The interaction of mice submandibular gland cells with LL-37 (LLGDFFRKSKEKIGKEFKRIVQRIKDFLRNLVPRTES), a cationic peptide with immunomodulatory properties, was investigated. LL-37 at a concentration that did not affect the integrity of the cells increased the uptake of calcium and activated a calcium-insensitive phospholipase A(2) (PLA(2)). The small release of ATP induced by LL-37 could not account for this stimulation because apyrase did not significantly block the response to LL-37. The divalent cation magnesium inhibited the response to LL-37, but this inhibition was probably nonspecific because it also inhibited the in vitro bacteriostatic effect of the peptide.

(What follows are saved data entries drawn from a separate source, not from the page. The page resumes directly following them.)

// GPU device seam
//
// Everything the frame loop, the resource registry and the shader subsystem
// need from the native API goes through `GpuDevice`. Plain objects travel as
// ash handle types; objects that own memory (buffers, images) are associated
// types so each implementation keeps its own payload.
//
// Descriptor structs here carry no raw pointers, so callers can store them
// and stay `Send`.

use ash::vk;

use super::buffer::BufferKind;
use crate::error::Result;

/// Which device queue an operation targets.
#[derive(Debug, Clone, Copy, PartialEq, Eq, Hash)]
pub enum QueueRole {
    Graphics,
    Present,
    Transfer,
}

/// Queue family indices chosen at device selection. Present and transfer may alias graphics.
#[derive(Debug, Clone, Copy, PartialEq, Eq)]
pub struct QueueFamilies {
    pub graphics: u32,
    pub present: u32,
    pub transfer: u32,
    pub compute: Option<u32>,
}

impl QueueFamilies {
    pub fn family(&self, role: QueueRole) -> u32 {
        match role {
            QueueRole::Graphics => self.graphics,
            QueueRole::Present => self.present,
            QueueRole::Transfer => self.transfer,
        }
    }

    /// Distinct family indices, in role order.
    pub fn unique(&self) -> Vec<u32> {
        let mut families = vec![self.graphics];
        for family in [self.present, self.transfer] {
            if !families.contains(&family) {
                families.push(family);
            }
        }
        families
    }
}

/// Properties cached when the device is created.
#[derive(Debug, Clone)]
pub struct DeviceInfo {
    pub name: String,
    pub queue_families: QueueFamilies,
    pub depth_format: vk::Format,
    pub depth_channel_count: u8,
    pub min_uniform_buffer_offset_alignment: u64,
    pub max_push_constants_size: u32,
    pub max_sampler_anisotropy: f32,
    pub supports_device_local_host_visible: bool,
}

/// Surface capabilities re-queried before every swapchain build.
#[derive(Debug, Clone)]
pub struct SurfaceSupport {
    pub capabilities: vk::SurfaceCapabilitiesKHR,
    pub formats: Vec<vk::SurfaceFormatKHR>,
    pub present_modes: Vec<vk::PresentModeKHR>,
}

impl SurfaceSupport {
    pub fn is_adequate(&self) -> bool {
        !self.formats.is_empty() && !self.present_modes.is_empty()
    }
}

/// Negotiated swapchain parameters.
#[derive(Debug, Clone, Copy)]
pub struct SwapchainDesc {
    pub image_count: u32,
    pub format: vk::SurfaceFormatKHR,
    pub present_mode: vk::PresentModeKHR,
    pub extent: vk::Extent2D,
    pub transform: vk::SurfaceTransformFlagsKHR,
}

#[derive(Debug, Clone, Copy, PartialEq, Eq)]
pub enum AcquireOutcome {
    Acquired { index: u32, suboptimal: bool },
    OutOfDate,
}

#[derive(Debug, Clone, Copy, PartialEq, Eq)]
pub enum PresentOutcome {
    Presented,
    Suboptimal,
    OutOfDate,
}

/// One command buffer submission.
#[derive(Debug, Clone, Copy)]
pub struct Submission {
    pub command_buffer: vk::CommandBuffer,
    pub wait: Option<(vk::Semaphore, vk::PipelineStageFlags)>,
    pub signal: Option<vk::Semaphore>,
    pub fence: Option<vk::Fence>,
}

#[derive(Debug, Clone, Copy)]
pub struct ImageDesc {
    pub width: u32,
    pub height: u32,
    pub format: vk::Format,
    pub usage: vk::ImageUsageFlags,
    pub aspect: vk::ImageAspectFlags,
}

#[derive(Debug, Clone, Copy)]
pub struct SamplerDesc {
    pub min_filter: vk::Filter,
    pub mag_filter: vk::Filter,
    pub address_u: vk::SamplerAddressMode,
    pub address_v: vk::SamplerAddressMode,
    pub address_w: vk::SamplerAddressMode,
    pub max_anisotropy: Option<f32>,
}

/// Attachments and single-subpass layout of a render pass.
#[derive(Debug, Clone)]
pub struct RenderPassDesc {
    pub attachments: Vec<vk::AttachmentDescription>,
    /// Indices into `attachments` used as colour outputs.
    pub colour_refs: Vec<u32>,
    pub depth_ref: Option<u32>,
}

#[derive(Debug, Clone, Copy, PartialEq, Eq)]
pub struct LayoutBinding {
    pub binding: u32,
    pub descriptor_type: vk::DescriptorType,
    pub count: u32,
    pub stages: vk::ShaderStageFlags,
}

/// A descriptor update. Buffers are borrowed in the device's own payload type.
pub enum DescriptorWrite<'a, B> {
    UniformBuffer {
        set: vk::DescriptorSet,
        binding: u32,
        buffer: &'a B,
        offset: u64,
        range: u64,
    },
    ImageSamplers {
        set: vk::DescriptorSet,
        binding: u32,
        images: Vec<(vk::ImageView, vk::Sampler)>,
    },
}

#[derive(Debug, Clone)]
pub struct PipelineDesc {
    pub render_pass: vk::RenderPass,
    pub layout: vk::PipelineLayout,
    pub stages: Vec<(vk::ShaderStageFlags, vk::ShaderModule)>,
    pub vertex_stride: u32,
    pub attributes: Vec<vk::VertexInputAttributeDescription>,
    pub cull_mode: vk::CullModeFlags,
    pub polygon_mode: vk::PolygonMode,
    pub depth_test: bool,
    pub depth_write: bool,
    pub colour_attachment_count: u32,
}

/// Native operations used by the backend.
///
/// Implementations must be safe to share between threads; the Vulkan device
/// serializes every call through its lock pool.
pub trait GpuDevice: Send + Sync + 'static {
    type Buffer: Send + Sync;
    type Image: Send + Sync;

    fn info(&self) -> &DeviceInfo;
    fn wait_idle(&self) -> Result<()>;

    // --- Swapchain -----------------------------------------------------------
    fn surface_support(&self) -> Result<SurfaceSupport>;
    fn create_swapchain(&self, desc: &SwapchainDesc) -> Result<(vk::SwapchainKHR, Vec<vk::Image>)>;
    fn destroy_swapchain(&self, swapchain: vk::SwapchainKHR);
    fn acquire_next_image(
        &self,
        swapchain: vk::SwapchainKHR,
        timeout_ns: u64,
        semaphore: vk::Semaphore,
        fence: vk::Fence,
    ) -> Result<AcquireOutcome>;
    fn queue_present(
        &self,
        swapchain: vk::SwapchainKHR,
        image_index: u32,
        wait: vk::Semaphore,
    ) -> Result<PresentOutcome>;
    fn create_image_view(
        &self,
        image: vk::Image,
        format: vk::Format,
        aspect: vk::ImageAspectFlags,
    ) -> Result<vk::ImageView>;
    fn destroy_image_view(&self, view: vk::ImageView);

    // --- Synchronization -----------------------------------------------------
    fn create_fence(&self, signaled: bool) -> Result<vk::Fence>;
    fn destroy_fence(&self, fence: vk::Fence);
    /// `Ok(false)` when the timeout expired before the fence signaled.
    fn wait_for_fence(&self, fence: vk::Fence, timeout_ns: u64) -> Result<bool>;
    fn reset_fence(&self, fence: vk::Fence) -> Result<()>;
    fn create_semaphore(&self) -> Result<vk::Semaphore>;
    fn destroy_semaphore(&self, semaphore: vk::Semaphore);

    // --- Command buffers and queues -------------------------------------------
    fn allocate_command_buffer(&self, primary: bool) -> Result<vk::CommandBuffer>;
    fn free_command_buffer(&self, cmd: vk::CommandBuffer);
    fn begin_command_buffer(&self, cmd: vk::CommandBuffer, flags: vk::CommandBufferUsageFlags) -> Result<()>;
    fn end_command_buffer(&self, cmd: vk::CommandBuffer) -> Result<()>;
    fn reset_command_buffer(&self, cmd: vk::CommandBuffer) -> Result<()>;
    fn queue_submit(&self, queue: QueueRole, submission: &Submission) -> Result<()>;
    fn queue_wait_idle(&self, queue: QueueRole) -> Result<()>;

    // --- Recording -----------------------------------------------------------
    fn cmd_set_viewport(&self, cmd: vk::CommandBuffer, viewport: vk::Viewport);
    fn cmd_set_scissor(&self, cmd: vk::CommandBuffer, scissor: vk::Rect2D);
    fn cmd_begin_render_pass(
        &self,
        cmd: vk::CommandBuffer,
        pass: vk::RenderPass,
        framebuffer: vk::Framebuffer,
        area: vk::Rect2D,
        clear_values: &[vk::ClearValue],
    );
    fn cmd_end_render_pass(&self, cmd: vk::CommandBuffer);
    fn cmd_bind_pipeline(&self, cmd: vk::CommandBuffer, pipeline: vk::Pipeline);
    fn cmd_bind_descriptor_set(
        &self,
        cmd: vk::CommandBuffer,
        layout: vk::PipelineLayout,
        set_index: u32,
        set: vk::DescriptorSet,
    );
    fn cmd_push_constants(&self, cmd: vk::CommandBuffer, layout: vk::PipelineLayout, offset: u32, data: &[u8]);
    fn cmd_bind_vertex_buffer(&self, cmd: vk::CommandBuffer, buffer: &Self::Buffer, offset: u64);
    fn cmd_bind_index_buffer(&self, cmd: vk::CommandBuffer, buffer: &Self::Buffer, offset: u64);
    fn cmd_draw(&self, cmd: vk::CommandBuffer, vertex_count: u32);
    fn cmd_draw_indexed(&self, cmd: vk::CommandBuffer, index_count: u32);
    fn cmd_copy_buffer(&self, cmd: vk::CommandBuffer, src: &Self::Buffer, dst: &Self::Buffer, region: vk::BufferCopy);
    fn cmd_transition_image(
        &self,
        cmd: vk::CommandBuffer,
        image: &Self::Image,
        old: vk::ImageLayout,
        new: vk::ImageLayout,
    ) -> Result<()>;
    fn cmd_copy_buffer_to_image(
        &self,
        cmd: vk::CommandBuffer,
        src: &Self::Buffer,
        dst: &Self::Image,
        width: u32,
        height: u32,
    );

    // --- Buffers -------------------------------------------------------------
    fn create_buffer(&self, kind: BufferKind, size: u64) -> Result<Self::Buffer>;
    fn destroy_buffer(&self, buffer: &mut Self::Buffer);
    fn is_host_visible(&self, buffer: &Self::Buffer) -> bool;
    fn write_buffer(&self, buffer: &Self::Buffer, offset: u64, data: &[u8]) -> Result<()>;
    fn read_buffer(&self, buffer: &Self::Buffer, offset: u64, out: &mut [u8]) -> Result<()>;
    fn flush_buffer(&self, buffer: &Self::Buffer, offset: u64, size: u64) -> Result<()>;

    // --- Images and samplers --------------------------------------------------
    fn create_image(&self, desc: &ImageDesc) -> Result<Self::Image>;
    fn destroy_image(&self, image: &mut Self::Image);
    fn image_view(&self, image: &Self::Image) -> vk::ImageView;
    fn create_sampler(&self, desc: &SamplerDesc) -> Result<vk::Sampler>;
    fn destroy_sampler(&self, sampler: vk::Sampler);

    // --- Passes, pipelines, descriptors ---------------------------------------
    fn create_render_pass(&self, desc: &RenderPassDesc) -> Result<vk::RenderPass>;
    fn destroy_render_pass(&self, pass: vk::RenderPass);
    fn create_framebuffer(
        &self,
        pass: vk::RenderPass,
        attachments: &[vk::ImageView],
        extent: vk::Extent2D,
    ) -> Result<vk::Framebuffer>;
    fn destroy_framebuffer(&self, framebuffer: vk::Framebuffer);
    fn create_shader_module(&self, code: &[u8]) -> Result<vk::ShaderModule>;
    fn destroy_shader_module(&self, module: vk::ShaderModule);
    fn create_descriptor_set_layout(&self, bindings: &[LayoutBinding]) -> Result<vk::DescriptorSetLayout>;
    fn destroy_descriptor_set_layout(&self, layout: vk::DescriptorSetLayout);
    fn create_descriptor_pool(&self, sizes: &[vk::DescriptorPoolSize], max_sets: u32) -> Result<vk::DescriptorPool>;
    fn destroy_descriptor_pool(&self, pool: vk::DescriptorPool);
    fn allocate_descriptor_sets(
        &self,
        pool: vk::DescriptorPool,
        layouts: &[vk::DescriptorSetLayout],
    ) -> Result<Vec<vk::DescriptorSet>>;
    fn free_descriptor_sets(&self, pool: vk::DescriptorPool, sets: &[vk::DescriptorSet]) -> Result<()>;
    fn update_descriptor_sets(&self, writes: &[DescriptorWrite<'_, Self::Buffer>]);
    fn create_pipeline_layout(
        &self,
        set_layouts: &[vk::DescriptorSetLayout],
        push_constants: &[vk::PushConstantRange],
    ) -> Result<vk::PipelineLayout>;
    fn destroy_pipeline_layout(&self, layout: vk::PipelineLayout);
    fn create_graphics_pipeline(&self, desc: &PipelineDesc) -> Result<vk::Pipeline>;
    fn destroy_pipeline(&self, pipeline: vk::Pipeline);
}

The increase of calcium uptake by LL-37 was not affected by 1-[N,O-bis(5-isoquinolinesulfonyl)-N-methyl-L-tyrosyl]-4-phenylpiperazine (KN-62), a rather specific inhibitor of P2X(7) receptors in mice. LL-37 also increased [Ca(2+)](i) in cells from mice invalidated for these receptors. LL-37 had no effect on the response to carbachol. It inhibited the increase of [Ca(2+)](i) and the activation of phospholipase D by ATP. It potentiated the activation of the PLA(2) by the nucleotide. Finally, LL-37 increased the fluidity of the plasma membrane of submandibular gland cells. In conclusion, our results suggest that LL-37 is an autocrine regulator of submandibular gland cells. It does not stimulate mouse P2X(7) receptors but modulates their responses.